# Python 101 
## Part IX.

---

## Web Scraping - Part III.

### I. [SelectorGadget](https://chrome.google.com/webstore/detail/selectorgadget/mhjhnkcfbdhnjickkkdbjoemdmbfginb)

__Making life easier to select the proper content from a website. The ones and only the ones you need.__

1. Click on the SelectorGadget icon to activate it. It is located in the upper right corner.
2. Right after clicking it, a bar will appear in the bottom right corner of your chrome window. Also you will realise that as you start moving the cursor, things will get frames. Do not panick, this is normal!
![frame](pics/selector_gadget_2_bar.png)
3. You will probably want to get multiple instances of the same type of content (e.g. pictures from the main page of telex.hu). This program will help you select what they have in common.
4. Rules for selection:
 - First click to mark an instace of the type of content you like. It will become green, other things the program thinks to be similar will become yellow.
  ![example](pics/selector_gadget_4_example_selector.png) <br></br>
 - Again, the same type of content will also be framed.

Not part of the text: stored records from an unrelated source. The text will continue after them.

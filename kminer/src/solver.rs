//! Satisfiability checks of presence conditions against a feature model.
use std::path::Path;
use std::str::FromStr;
use std::sync::{mpsc, Arc};
use std::time::Duration;
use std::{io, thread};

use log::{debug, info, warn};
use rustc_hash::FxHashSet as HashSet;
use serde::{Deserialize, Serialize};
use thiserror::Error;

use varisat::solver::{Solver, SolverError as EngineError};
use varisat_formula::{CnfFormula, ExtendFormula, Lit};

use kminer_dimacs::{FeatureModel, VariableMap, VariableNotFound};
use kminer_formula::Formula;

use crate::cnf::{CnfConverter, ConstraintError};
use crate::config::{SatConfig, SatConfigUpdate};
use crate::numbering::{clause_to_lits, ClauseError};

/// How to handle variables that are not part of the feature model.
#[derive(Copy, Clone, Debug, PartialEq, Eq, Serialize, Deserialize)]
pub enum UnknownVariablePolicy {
    /// Report [`SolverError::VariableNotFound`].
    #[serde(rename = "fail")]
    Fail,
    /// Treat the variable as unconstrained.
    #[serde(rename = "open")]
    TreatAsOpen,
    /// Treat the variable as always disabled.
    #[serde(rename = "closed")]
    TreatAsClosed,
}

impl UnknownVariablePolicy {
    pub fn name(self) -> &'static str {
        match self {
            UnknownVariablePolicy::Fail => "fail",
            UnknownVariablePolicy::TreatAsOpen => "open",
            UnknownVariablePolicy::TreatAsClosed => "closed",
        }
    }
}

/// An unknown policy name.
#[derive(Clone, Debug, Error, PartialEq, Eq)]
#[error("Unknown variable policy '{}', expected fail, open or closed", name)]
pub struct InvalidPolicy {
    pub name: String,
}

impl FromStr for UnknownVariablePolicy {
    type Err = InvalidPolicy;

    fn from_str(name: &str) -> Result<UnknownVariablePolicy, InvalidPolicy> {
        match name {
            "fail" => Ok(UnknownVariablePolicy::Fail),
            "open" => Ok(UnknownVariablePolicy::TreatAsOpen),
            "closed" => Ok(UnknownVariablePolicy::TreatAsClosed),
            _ => Err(InvalidPolicy {
                name: name.to_owned(),
            }),
        }
    }
}

/// Possible errors during a satisfiability check.
#[derive(Debug, Error)]
pub enum SolverError {
    #[error("Failed to load feature model: {}", cause)]
    Model {
        #[source]
        cause: anyhow::Error,
    },
    #[error("Invalid constraint: {}", cause)]
    Constraint {
        #[from]
        cause: ConstraintError,
    },
    #[error(transparent)]
    VariableNotFound(#[from] VariableNotFound),
    #[error("SAT check exceeded the time limit of {:?}", timeout)]
    Timeout { timeout: Duration },
    #[error("SAT engine failed: {}", cause)]
    Engine {
        #[source]
        cause: EngineError,
    },
    #[error("SAT worker thread terminated without a result")]
    WorkerFailed,
    #[error(transparent)]
    Io(#[from] io::Error),
}

impl From<ClauseError> for SolverError {
    fn from(err: ClauseError) -> SolverError {
        match err {
            ClauseError::Constraint(cause) => SolverError::Constraint { cause },
            ClauseError::VariableNotFound(err) => SolverError::VariableNotFound(err),
        }
    }
}

/// Checks presence conditions against a feature model.
///
/// The parsed feature model is kept for the lifetime of the checker. Every check loads it into a
/// fresh instance of the SAT engine, so checks never influence each other and a `SatSolver` can
/// be shared between threads.
pub struct SatSolver {
    model: Arc<FeatureModel>,
    units: HashSet<Lit>,
    config: SatConfig,
}

impl Default for SatSolver {
    fn default() -> SatSolver {
        SatSolver::from_model(FeatureModel::default())
    }
}

impl SatSolver {
    /// A checker without any feature model constraints.
    pub fn new() -> SatSolver {
        SatSolver::default()
    }

    /// A checker using an already parsed feature model.
    pub fn from_model(model: FeatureModel) -> SatSolver {
        let units = model
            .formula
            .iter()
            .filter(|clause| clause.len() == 1)
            .map(|clause| clause[0])
            .collect();

        SatSolver {
            model: Arc::new(model),
            units,
            config: SatConfig::default(),
        }
    }

    /// Reads a DIMACS CNF feature model.
    ///
    /// Variable names are prefixed with the configured `name_prefix`.
    pub fn from_dimacs(input: impl io::Read, config: SatConfig) -> Result<SatSolver, SolverError> {
        let model = FeatureModel::parse(input, &config.name_prefix)
            .map_err(|cause| SolverError::Model { cause })?;
        Ok(SatSolver::with_loaded_model(model, config))
    }

    /// Reads a DIMACS CNF feature model from a file.
    pub fn open(path: impl AsRef<Path>, config: SatConfig) -> Result<SatSolver, SolverError> {
        info!("Reading feature model '{}'", path.as_ref().display());
        let model = FeatureModel::open(path, &config.name_prefix)
            .map_err(|cause| SolverError::Model { cause })?;
        Ok(SatSolver::with_loaded_model(model, config))
    }

    fn with_loaded_model(model: FeatureModel, config: SatConfig) -> SatSolver {
        info!(
            "Feature model has {} variables ({} named) and {} clauses",
            model.formula.var_count(),
            model.variables.len(),
            model.formula.len()
        );
        let mut solver = SatSolver::from_model(model);
        solver.config = config;
        solver
    }

    /// Changes the configuration.
    ///
    /// A changed `name_prefix` only affects models loaded afterwards.
    pub fn config(&mut self, update: &SatConfigUpdate) {
        update.apply(&mut self.config);
    }

    pub fn sat_config(&self) -> &SatConfig {
        &self.config
    }

    pub fn model(&self) -> &FeatureModel {
        &self.model
    }

    /// Named variables of the feature model.
    pub fn variables(&self) -> &VariableMap {
        &self.model.variables
    }

    /// Whether the feature model on its own is satisfiable.
    pub fn is_model_satisfiable(&self) -> Result<bool, SolverError> {
        self.solve(None)
    }

    /// Whether the feature model together with `formula` is satisfiable.
    pub fn is_satisfiable(
        &self,
        formula: &Formula,
        policy: UnknownVariablePolicy,
    ) -> Result<bool, SolverError> {
        let encoding = self.encode(formula, policy)?;

        if let Some(conflict) = self.find_unit_conflict(&encoding.formula) {
            debug!("Trivial contradiction in clauses of {}: {}", formula, conflict);
            return Ok(false);
        }

        self.solve(Some(encoding.formula))
    }

    /// Numbered clauses for `formula`.
    ///
    /// The returned model contains only the clauses of `formula`, numbered consistently with the
    /// feature model. Its variable map extends the feature model's map by all variables the
    /// conversion and the `policy` introduced.
    pub fn encode(
        &self,
        formula: &Formula,
        policy: UnknownVariablePolicy,
    ) -> Result<FeatureModel, SolverError> {
        let mut variables = self.model.variables.clone();
        let converter =
            CnfConverter::new(self.config.strategy).with_max_depth(self.config.max_depth);
        let clauses = converter.convert_with_variables(formula, &mut variables)?;

        let mut cnf = CnfFormula::new();
        for clause in clauses.iter() {
            let lits = number_clause(clause, policy, &mut variables, &mut cnf)?;
            cnf.add_clause(&lits);
        }
        cnf.set_var_count(variables.max_var_count());

        Ok(FeatureModel {
            formula: cnf,
            variables,
        })
    }

    /// A literal whose negation is asserted as a unit clause as well, or the empty clause.
    fn find_unit_conflict(&self, query: &CnfFormula) -> Option<String> {
        let mut units: HashSet<Lit> = HashSet::default();
        for clause in query.iter() {
            match clause {
                [] => return Some("empty clause".to_owned()),
                &[lit] => {
                    if self.units.contains(&!lit) || units.contains(&!lit) {
                        return Some(lit.to_string());
                    }
                    units.insert(lit);
                }
                _ => (),
            }
        }
        None
    }

    fn solve(&self, query: Option<CnfFormula>) -> Result<bool, SolverError> {
        let model = Arc::clone(&self.model);
        let run = move || -> Result<bool, EngineError> {
            let mut solver = Solver::new();
            solver.add_formula(&model.formula);
            if let Some(query) = &query {
                solver.add_formula(query);
            }
            solver.solve()
        };

        let timeout = match self.config.timeout() {
            None => return run().map_err(|cause| SolverError::Engine { cause }),
            Some(timeout) => timeout,
        };

        let (sender, receiver) = mpsc::channel();
        thread::Builder::new()
            .name("kminer-sat".to_owned())
            .spawn(move || {
                // The receiver is gone if the check timed out
                let _ = sender.send(run());
            })?;

        match receiver.recv_timeout(timeout) {
            Ok(result) => result.map_err(|cause| SolverError::Engine { cause }),
            Err(mpsc::RecvTimeoutError::Timeout) => {
                warn!("SAT check exceeded the time limit of {:?}", timeout);
                Err(SolverError::Timeout { timeout })
            }
            Err(mpsc::RecvTimeoutError::Disconnected) => Err(SolverError::WorkerFailed),
        }
    }
}

/// Numbers a clause, registering unknown variables according to `policy`.
///
/// Variables treated as closed get a negative unit clause in `cnf`.
fn number_clause(
    clause: &Formula,
    policy: UnknownVariablePolicy,
    variables: &mut VariableMap,
    cnf: &mut CnfFormula,
) -> Result<Vec<Lit>, SolverError> {
    loop {
        let missing = match clause_to_lits(variables, clause) {
            Ok(lits) => return Ok(lits),
            Err(ClauseError::VariableNotFound(missing)) => missing,
            Err(err) => return Err(err.into()),
        };

        match policy {
            UnknownVariablePolicy::Fail => return Err(missing.into()),
            UnknownVariablePolicy::TreatAsOpen => {
                let var = variables.add_variable(&missing.name);
                debug!("Unknown variable {} is open as {}", missing.name, var);
            }
            UnknownVariablePolicy::TreatAsClosed => {
                let var = variables.add_variable(&missing.name);
                debug!("Unknown variable {} is closed as {}", missing.name, var);
                cnf.add_clause(&[var.negative()]);
            }
        }
    }
}

#[cfg(test)]
mod tests {
    use super::*;

    use kminer_formula::var;

    fn model(dimacs: &str) -> SatSolver {
        SatSolver::from_dimacs(dimacs.as_bytes(), SatConfig::default()).unwrap()
    }

    #[test]
    fn empty_model() {
        let solver = SatSolver::new();
        assert!(solver.is_model_satisfiable().unwrap());
        assert!(solver
            .is_satisfiable(&var!("X"), UnknownVariablePolicy::TreatAsOpen)
            .unwrap());
        assert!(!solver
            .is_satisfiable(&(var!("X") & !var!("X")), UnknownVariablePolicy::TreatAsOpen)
            .unwrap());
    }

    #[test]
    fn policy_names() {
        for policy in [
            UnknownVariablePolicy::Fail,
            UnknownVariablePolicy::TreatAsOpen,
            UnknownVariablePolicy::TreatAsClosed,
        ]
        .iter()
        {
            assert_eq!(policy.name().parse::<UnknownVariablePolicy>(), Ok(*policy));
        }
        assert!("maybe".parse::<UnknownVariablePolicy>().is_err());
    }

    #[test]
    fn unit_conflicts_short_circuit() {
        let solver = model("c 1 A\nc 2 B\np cnf 2 1\n-1 0\n");
        let a = Formula::variable("CONFIG_A");
        let b = Formula::variable("CONFIG_B");

        let encoding = solver.encode(&a, UnknownVariablePolicy::Fail).unwrap();
        assert!(solver.find_unit_conflict(&encoding.formula).is_some());
        assert!(!solver.is_satisfiable(&a, UnknownVariablePolicy::Fail).unwrap());

        let encoding = solver
            .encode(&(b.clone() & !b.clone()), UnknownVariablePolicy::Fail)
            .unwrap();
        assert!(solver.find_unit_conflict(&encoding.formula).is_some());

        let encoding = solver.encode(&b, UnknownVariablePolicy::Fail).unwrap();
        assert!(solver.find_unit_conflict(&encoding.formula).is_none());
    }

    #[test]
    fn encoding_extends_variable_map() {
        let solver = model("c 1 A\nc 2 B\np cnf 3 0\n");
        let formula = (var!("CONFIG_A") & var!("CONFIG_B")) | (var!("CONFIG_C") & Formula::TRUE);

        let encoding = solver
            .encode(&formula, UnknownVariablePolicy::TreatAsClosed)
            .unwrap();

        let variables = &encoding.variables;
        assert_eq!(variables.var("CONFIG_A"), solver.variables().var("CONFIG_A"));
        assert!(variables.var("temp_0").is_some());
        assert!(variables.var("PSEUDO_TRUE").is_some());
        for name in &["temp_0", "PSEUDO_TRUE", "PSEUDO_FALSE", "CONFIG_C"] {
            let var = variables.lookup(name).unwrap();
            assert!(var.index() >= 3, "{} reuses an unnamed model variable", name);
        }
        assert_eq!(encoding.formula.var_count(), variables.max_var_count());
        assert_eq!(solver.variables().len(), 2);
    }

    #[test]
    fn constraint_errors_surface() {
        let mut solver = SatSolver::new();
        let mut update = SatConfigUpdate::new();
        update.max_depth = Some(1);
        solver.config(&update);

        match solver.is_satisfiable(
            &(var!("A") & (var!("B") | var!("C"))),
            UnknownVariablePolicy::TreatAsOpen,
        ) {
            Err(SolverError::Constraint {
                cause: ConstraintError::TooDeep { max_depth: 1 },
            }) => (),
            other => panic!("unexpected result {:?}", other),
        }
    }

    #[test]
    fn deep_formulas_are_rejected() {
        let formula = kminer_formula::test::deep_conjunction(200_000);
        match SatSolver::new().is_satisfiable(&formula, UnknownVariablePolicy::TreatAsOpen) {
            Err(SolverError::Constraint {
                cause: ConstraintError::TooDeep { .. },
            }) => (),
            other => panic!("unexpected result {:?}", other),
        }
        std::mem::forget(formula);
    }
}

If there is something you want to exclude (e.g. the telex logo at the top or the tiny weather icon), click on one of them. Starting with the second click, you may exclude anything. The program is smart enough to figure out that if you did not want the telex logo, it is likely that you will want to exclude the weather icon as well. Therefore, it is going to be removed automatically.<br></br>
   ![example](pics/selector_gadget_4_good_state.png)
- In the bottom right corner, you will see the magic command (`.article_title img`) you should use to select all the content you want. Run `soup.select()` to get a list of instances.

As most of the sites', `telex.hu`'s code is constantly updated. The image we use above is a great example of that as you might discovered it for yourself. Today's site has a different style, layout and CSS selectors: the `img` tag itself will be enough to find the images we are looking for. 

Let try it!

In [None]:
import requests
from bs4 import BeautifulSoup


In [None]:
url = "https://telex.hu"
response = requests.get(url)
soup = BeautifulSoup(response.content)


So far, this is business as usual. Let's get the pictures!

In [None]:
image_list = []
for image in soup.select("img"): # select will always return a list
    image_list.append(image.get("src"))
image_list


Ooooor the way cool kids do it. List comprehension:

In [None]:
[image.get("src") for image in soup.select("img")]


![coolkids](https://a.wattpad.com/cover/163492905-352-k572763.jpg)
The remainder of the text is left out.